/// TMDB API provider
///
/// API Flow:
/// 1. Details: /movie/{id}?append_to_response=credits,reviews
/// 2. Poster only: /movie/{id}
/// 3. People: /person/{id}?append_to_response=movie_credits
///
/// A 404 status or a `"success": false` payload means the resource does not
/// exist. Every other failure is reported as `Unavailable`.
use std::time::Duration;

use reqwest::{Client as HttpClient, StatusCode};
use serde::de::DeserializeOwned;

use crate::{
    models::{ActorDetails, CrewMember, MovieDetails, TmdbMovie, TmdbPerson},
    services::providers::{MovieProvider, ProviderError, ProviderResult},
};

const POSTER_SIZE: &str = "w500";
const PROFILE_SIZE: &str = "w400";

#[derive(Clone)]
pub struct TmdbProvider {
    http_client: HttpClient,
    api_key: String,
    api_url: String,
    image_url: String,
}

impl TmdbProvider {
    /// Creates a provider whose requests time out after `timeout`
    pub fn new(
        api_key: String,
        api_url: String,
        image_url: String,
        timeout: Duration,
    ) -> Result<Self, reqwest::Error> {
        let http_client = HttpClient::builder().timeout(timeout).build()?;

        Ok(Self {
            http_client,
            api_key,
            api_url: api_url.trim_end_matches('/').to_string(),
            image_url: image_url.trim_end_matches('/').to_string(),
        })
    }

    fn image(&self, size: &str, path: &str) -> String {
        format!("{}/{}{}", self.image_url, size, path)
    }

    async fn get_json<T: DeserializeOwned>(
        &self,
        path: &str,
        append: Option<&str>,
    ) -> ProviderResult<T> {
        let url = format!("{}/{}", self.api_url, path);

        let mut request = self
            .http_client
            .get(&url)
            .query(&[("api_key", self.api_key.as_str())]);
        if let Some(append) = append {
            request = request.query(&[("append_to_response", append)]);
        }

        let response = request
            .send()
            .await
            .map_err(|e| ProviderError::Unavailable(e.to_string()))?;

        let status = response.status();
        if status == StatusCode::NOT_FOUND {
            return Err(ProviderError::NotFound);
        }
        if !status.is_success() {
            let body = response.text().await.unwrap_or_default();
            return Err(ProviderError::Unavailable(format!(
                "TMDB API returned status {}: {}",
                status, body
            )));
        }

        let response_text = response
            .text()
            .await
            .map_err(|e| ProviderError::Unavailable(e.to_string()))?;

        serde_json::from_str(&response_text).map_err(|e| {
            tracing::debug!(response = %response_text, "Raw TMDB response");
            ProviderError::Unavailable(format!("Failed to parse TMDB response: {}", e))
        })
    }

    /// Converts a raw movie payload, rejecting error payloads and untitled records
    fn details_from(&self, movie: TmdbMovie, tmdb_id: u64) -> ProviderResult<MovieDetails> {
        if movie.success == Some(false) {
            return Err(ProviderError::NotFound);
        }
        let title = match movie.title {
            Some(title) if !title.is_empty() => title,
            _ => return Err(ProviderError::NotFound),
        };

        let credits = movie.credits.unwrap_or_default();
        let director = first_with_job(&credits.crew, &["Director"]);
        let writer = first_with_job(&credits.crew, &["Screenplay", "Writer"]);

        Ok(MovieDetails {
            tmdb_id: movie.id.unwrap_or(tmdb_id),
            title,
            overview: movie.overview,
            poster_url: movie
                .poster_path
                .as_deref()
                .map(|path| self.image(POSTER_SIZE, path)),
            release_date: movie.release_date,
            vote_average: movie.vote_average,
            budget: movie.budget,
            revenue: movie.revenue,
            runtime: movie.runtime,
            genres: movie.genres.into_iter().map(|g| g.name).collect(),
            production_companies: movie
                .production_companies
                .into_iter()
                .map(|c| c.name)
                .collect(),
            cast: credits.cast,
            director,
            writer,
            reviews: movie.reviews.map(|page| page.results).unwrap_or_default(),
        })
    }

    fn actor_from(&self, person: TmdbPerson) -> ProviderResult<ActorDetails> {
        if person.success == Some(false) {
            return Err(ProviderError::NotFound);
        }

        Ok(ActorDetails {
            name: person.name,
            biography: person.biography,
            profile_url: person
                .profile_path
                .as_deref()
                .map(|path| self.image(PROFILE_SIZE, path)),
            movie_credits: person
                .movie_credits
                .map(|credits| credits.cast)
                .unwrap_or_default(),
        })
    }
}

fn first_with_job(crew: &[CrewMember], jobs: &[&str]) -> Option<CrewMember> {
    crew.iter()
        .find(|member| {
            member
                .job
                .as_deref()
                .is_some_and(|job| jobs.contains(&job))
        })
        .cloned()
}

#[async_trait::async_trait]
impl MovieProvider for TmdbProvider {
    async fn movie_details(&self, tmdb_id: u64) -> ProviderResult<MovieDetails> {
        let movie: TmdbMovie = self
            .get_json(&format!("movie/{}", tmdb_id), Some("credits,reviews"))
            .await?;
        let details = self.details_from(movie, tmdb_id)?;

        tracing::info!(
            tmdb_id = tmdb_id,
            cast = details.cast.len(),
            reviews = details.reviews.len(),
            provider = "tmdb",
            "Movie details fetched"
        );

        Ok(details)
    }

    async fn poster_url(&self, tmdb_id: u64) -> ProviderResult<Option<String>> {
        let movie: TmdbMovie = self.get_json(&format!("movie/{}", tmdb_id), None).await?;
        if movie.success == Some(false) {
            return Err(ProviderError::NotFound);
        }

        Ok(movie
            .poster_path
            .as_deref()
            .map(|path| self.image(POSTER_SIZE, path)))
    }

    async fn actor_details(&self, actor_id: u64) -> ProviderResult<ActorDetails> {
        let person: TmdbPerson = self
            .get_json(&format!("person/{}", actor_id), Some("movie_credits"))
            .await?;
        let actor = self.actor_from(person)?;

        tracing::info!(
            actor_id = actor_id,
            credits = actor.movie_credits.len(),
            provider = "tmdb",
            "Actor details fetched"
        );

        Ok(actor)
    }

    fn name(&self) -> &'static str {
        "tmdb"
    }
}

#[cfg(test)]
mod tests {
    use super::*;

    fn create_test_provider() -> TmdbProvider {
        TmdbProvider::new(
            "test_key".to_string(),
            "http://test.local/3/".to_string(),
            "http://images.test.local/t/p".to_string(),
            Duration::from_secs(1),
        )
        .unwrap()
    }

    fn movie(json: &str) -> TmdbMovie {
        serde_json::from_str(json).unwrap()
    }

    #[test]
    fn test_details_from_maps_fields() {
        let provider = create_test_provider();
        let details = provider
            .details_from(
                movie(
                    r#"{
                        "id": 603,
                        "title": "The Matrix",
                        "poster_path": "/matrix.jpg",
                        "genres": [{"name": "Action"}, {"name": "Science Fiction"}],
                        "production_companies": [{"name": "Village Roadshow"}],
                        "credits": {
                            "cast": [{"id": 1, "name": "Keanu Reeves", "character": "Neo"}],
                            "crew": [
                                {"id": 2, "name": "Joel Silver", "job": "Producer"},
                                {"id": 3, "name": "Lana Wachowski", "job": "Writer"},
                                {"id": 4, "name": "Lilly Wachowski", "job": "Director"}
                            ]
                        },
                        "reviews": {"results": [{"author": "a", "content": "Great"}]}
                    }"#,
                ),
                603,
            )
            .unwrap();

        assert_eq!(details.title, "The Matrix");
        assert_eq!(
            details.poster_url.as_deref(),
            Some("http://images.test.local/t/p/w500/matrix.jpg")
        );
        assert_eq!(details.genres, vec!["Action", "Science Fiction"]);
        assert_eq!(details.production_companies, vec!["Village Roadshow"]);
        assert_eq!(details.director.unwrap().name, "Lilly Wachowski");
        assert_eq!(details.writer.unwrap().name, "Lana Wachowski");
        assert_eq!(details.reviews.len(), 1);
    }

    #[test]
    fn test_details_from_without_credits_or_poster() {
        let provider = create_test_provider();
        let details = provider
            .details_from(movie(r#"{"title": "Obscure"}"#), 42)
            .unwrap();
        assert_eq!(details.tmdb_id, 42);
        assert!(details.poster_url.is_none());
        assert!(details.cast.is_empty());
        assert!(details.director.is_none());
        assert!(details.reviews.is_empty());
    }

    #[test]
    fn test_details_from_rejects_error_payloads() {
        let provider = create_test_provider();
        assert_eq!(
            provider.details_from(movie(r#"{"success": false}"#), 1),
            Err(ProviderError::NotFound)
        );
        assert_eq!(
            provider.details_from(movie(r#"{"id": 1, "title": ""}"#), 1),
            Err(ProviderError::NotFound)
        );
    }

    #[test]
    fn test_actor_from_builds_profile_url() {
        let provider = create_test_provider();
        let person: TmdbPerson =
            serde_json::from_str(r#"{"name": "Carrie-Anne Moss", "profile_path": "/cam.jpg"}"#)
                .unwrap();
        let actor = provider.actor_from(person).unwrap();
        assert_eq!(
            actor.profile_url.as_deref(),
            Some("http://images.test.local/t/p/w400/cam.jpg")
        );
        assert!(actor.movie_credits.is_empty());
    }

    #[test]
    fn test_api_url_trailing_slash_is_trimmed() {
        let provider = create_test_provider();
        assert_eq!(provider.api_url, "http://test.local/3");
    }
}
***
▶ BRIEF
Where a line contains the word "Wachowski", copy that line from the listing above.

▶ PROBLEM SOLUTION
                                {"id": 3, "name": "Lana Wachowski", "job": "Writer"},
                                {"id": 4, "name": "Lilly Wachowski", "job": "Director"}
        assert_eq!(details.director.unwrap().name, "Lilly Wachowski");
        assert_eq!(details.writer.unwrap().name, "Lana Wachowski");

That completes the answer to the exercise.